## Aim of the task
Exactly the lines from the start of the data through the line containing "pub const CA_CERT_FILE: &'static" should be output, with both ends kept and nothing added.

(Records contained in a dataset)
────────

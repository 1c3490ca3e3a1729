use std::path::PathBuf;
use std::time::Duration;

use crate::conf::SparkConf;
use crate::error::{SubmitError, SubmitResult};

/// Property keys interpreted by the submission client.
pub struct SparkConfKey;

impl SparkConfKey {
    pub const MASTER: &'static str = "spark.master";
    pub const APP_NAME: &'static str = "spark.app.name";
    pub const DRIVER_HOST: &'static str = "spark.driver.host";
    pub const DRIVER_PORT: &'static str = "spark.driver.port";
    pub const BLOCK_MANAGER_PORT: &'static str = "spark.blockManager.port";
    pub const UI_PORT: &'static str = "spark.ui.port";
    pub const NAMESPACE: &'static str = "spark.kubernetes.namespace";
    pub const CA_CERT_FILE: &'static str = "spark.kubernetes.submit.caCertFile";
    pub const CLIENT_KEY_FILE: &'static str = "spark.kubernetes.submit.clientKeyFile";
    pub const CLIENT_CERT_FILE: &'static str = "spark.kubernetes.submit.clientCertFile";
    pub const SERVICE_ACCOUNT_NAME: &'static str = "spark.kubernetes.submit.serviceAccountName";
    pub const DRIVER_DOCKER_IMAGE: &'static str = "spark.kubernetes.driver.docker.image";
    pub const DRIVER_SUBMIT_TIMEOUT: &'static str = "spark.kubernetes.driver.submit.timeout";
    pub const DRIVER_LAUNCHER_PORT: &'static str = "spark.kubernetes.driver.launcher.port";
    pub const DRIVER_UPLOAD_JARS: &'static str = "spark.kubernetes.driver.uploads.jars";
    pub const DRIVER_UPLOAD_EXTRA_CLASSPATH: &'static str =
        "spark.kubernetes.driver.uploads.driverExtraClasspath";
}

pub const MASTER_URL_PREFIX: &str = "k8s://";

const DEFAULT_APP_NAME: &str = "spark";
const DEFAULT_SERVICE_ACCOUNT_NAME: &str = "default";
const DEFAULT_DRIVER_DOCKER_IMAGE: &str = "spark-driver:2.2.0";
const DEFAULT_DRIVER_SUBMIT_TIMEOUT: Duration = Duration::from_secs(60);
const DEFAULT_DRIVER_LAUNCHER_PORT: u16 = 7077;
const DEFAULT_DRIVER_PORT: u16 = 7078;
const DEFAULT_BLOCK_MANAGER_PORT: u16 = 7079;
const DEFAULT_UI_PORT: u16 = 4040;

/// Connection settings for the Kubernetes API server.
#[derive(Debug, Clone)]
pub struct KubernetesClientOptions {
    pub master_url: String,
    pub namespace: String,
    pub ca_cert_file: Option<PathBuf>,
    pub client_key_file: Option<PathBuf>,
    pub client_cert_file: Option<PathBuf>,
}

#[derive(Debug, Clone, Copy, PartialEq, Eq)]
pub struct DriverPorts {
    pub launcher: u16,
    pub driver: u16,
    pub block_manager: u16,
    pub ui: u16,
}

/// The validated settings for one submission.
#[derive(Debug, Clone)]
pub struct KubernetesSubmitOptions {
    pub client: KubernetesClientOptions,
    pub app_name: String,
    pub service_account_name: String,
    pub driver_image: String,
    pub submit_timeout: Duration,
    pub ports: DriverPorts,
    pub upload_jars: Vec<PathBuf>,
    pub upload_driver_extra_classpath: Vec<PathBuf>,
}

impl KubernetesSubmitOptions {
    pub fn namespace(&self) -> &str {
        &self.client.namespace
    }
}

impl TryFrom<&SparkConf> for KubernetesSubmitOptions {
    type Error = SubmitError;

    fn try_from(conf: &SparkConf) -> SubmitResult<Self> {
        let master = conf
            .get(SparkConfKey::MASTER)
            .ok_or_else(|| SubmitError::config(format!("{} must be set", SparkConfKey::MASTER)))?;
        let master_url = master
            .strip_prefix(MASTER_URL_PREFIX)
            .filter(|x| !x.is_empty())
            .ok_or_else(|| {
                SubmitError::config(format!(
                    "master URL must start with {MASTER_URL_PREFIX}: {master}"
                ))
            })?
            .to_string();
        let namespace = conf
            .get(SparkConfKey::NAMESPACE)
            .map(|x| x.trim())
            .filter(|x| !x.is_empty())
            .ok_or_else(|| {
                SubmitError::config(format!("{} must be set", SparkConfKey::NAMESPACE))
            })?
            .to_string();
        let path = |key: &str| conf.get(key).map(PathBuf::from);
        let client_key_file = path(SparkConfKey::CLIENT_KEY_FILE);
        let client_cert_file = path(SparkConfKey::CLIENT_CERT_FILE);
        if client_key_file.is_some() != client_cert_file.is_some() {
            return Err(SubmitError::config(format!(
                "{} and {} must be set together",
                SparkConfKey::CLIENT_KEY_FILE,
                SparkConfKey::CLIENT_CERT_FILE
            )));
        }
        let client = KubernetesClientOptions {
            master_url,
            namespace,
            ca_cert_file: path(SparkConfKey::CA_CERT_FILE),
            client_key_file,
            client_cert_file,
        };
        let ports = DriverPorts {
            launcher: conf.get_port(
                SparkConfKey::DRIVER_LAUNCHER_PORT,
                DEFAULT_DRIVER_LAUNCHER_PORT,
            )?,
            driver: conf.get_port(SparkConfKey::DRIVER_PORT, DEFAULT_DRIVER_PORT)?,
            block_manager: conf.get_port(
                SparkConfKey::BLOCK_MANAGER_PORT,
                DEFAULT_BLOCK_MANAGER_PORT,
            )?,
            ui: conf.get_port(SparkConfKey::UI_PORT, DEFAULT_UI_PORT)?,
        };
        let submit_timeout = conf.get_duration(
            SparkConfKey::DRIVER_SUBMIT_TIMEOUT,
            DEFAULT_DRIVER_SUBMIT_TIMEOUT,
        )?;
        if submit_timeout.is_zero() {
            return Err(SubmitError::config(format!(
                "{} must be positive",
                SparkConfKey::DRIVER_SUBMIT_TIMEOUT
            )));
        }
        let paths = |key: &str| {
            conf.get_list(key)
                .into_iter()
                .map(PathBuf::from)
                .collect::<Vec<_>>()
        };
        Ok(Self {
            client,
            app_name: conf
                .get(SparkConfKey::APP_NAME)
                .unwrap_or(DEFAULT_APP_NAME)
                .to_string(),
            service_account_name: conf
                .get(SparkConfKey::SERVICE_ACCOUNT_NAME)
                .unwrap_or(DEFAULT_SERVICE_ACCOUNT_NAME)
                .to_string(),
            driver_image: conf
                .get(SparkConfKey::DRIVER_DOCKER_IMAGE)
                .unwrap_or(DEFAULT_DRIVER_DOCKER_IMAGE)
                .to_string(),
            submit_timeout,
            ports,
            upload_jars: paths(SparkConfKey::DRIVER_UPLOAD_JARS),
            upload_driver_extra_classpath: paths(SparkConfKey::DRIVER_UPLOAD_EXTRA_CLASSPATH),
        })
    }
}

────────

## Your response
repository 1c3490ca3e3a1729
use std::path::PathBuf;
use std::time::Duration;

use crate::conf::SparkConf;
use crate::error::{SubmitError, SubmitResult};

/// Property keys interpreted by the submission client.
pub struct SparkConfKey;

impl SparkConfKey {
    pub const MASTER: &'static str = "spark.master";
    pub const APP_NAME: &'static str = "spark.app.name";
    pub const DRIVER_HOST: &'static str = "spark.driver.host";
    pub const DRIVER_PORT: &'static str = "spark.driver.port";
    pub const BLOCK_MANAGER_PORT: &'static str = "spark.blockManager.port";
    pub const UI_PORT: &'static str = "spark.ui.port";
    pub const NAMESPACE: &'static str = "spark.kubernetes.namespace";
    pub const CA_CERT_FILE: &'static str = "spark.kubernetes.submit.caCertFile";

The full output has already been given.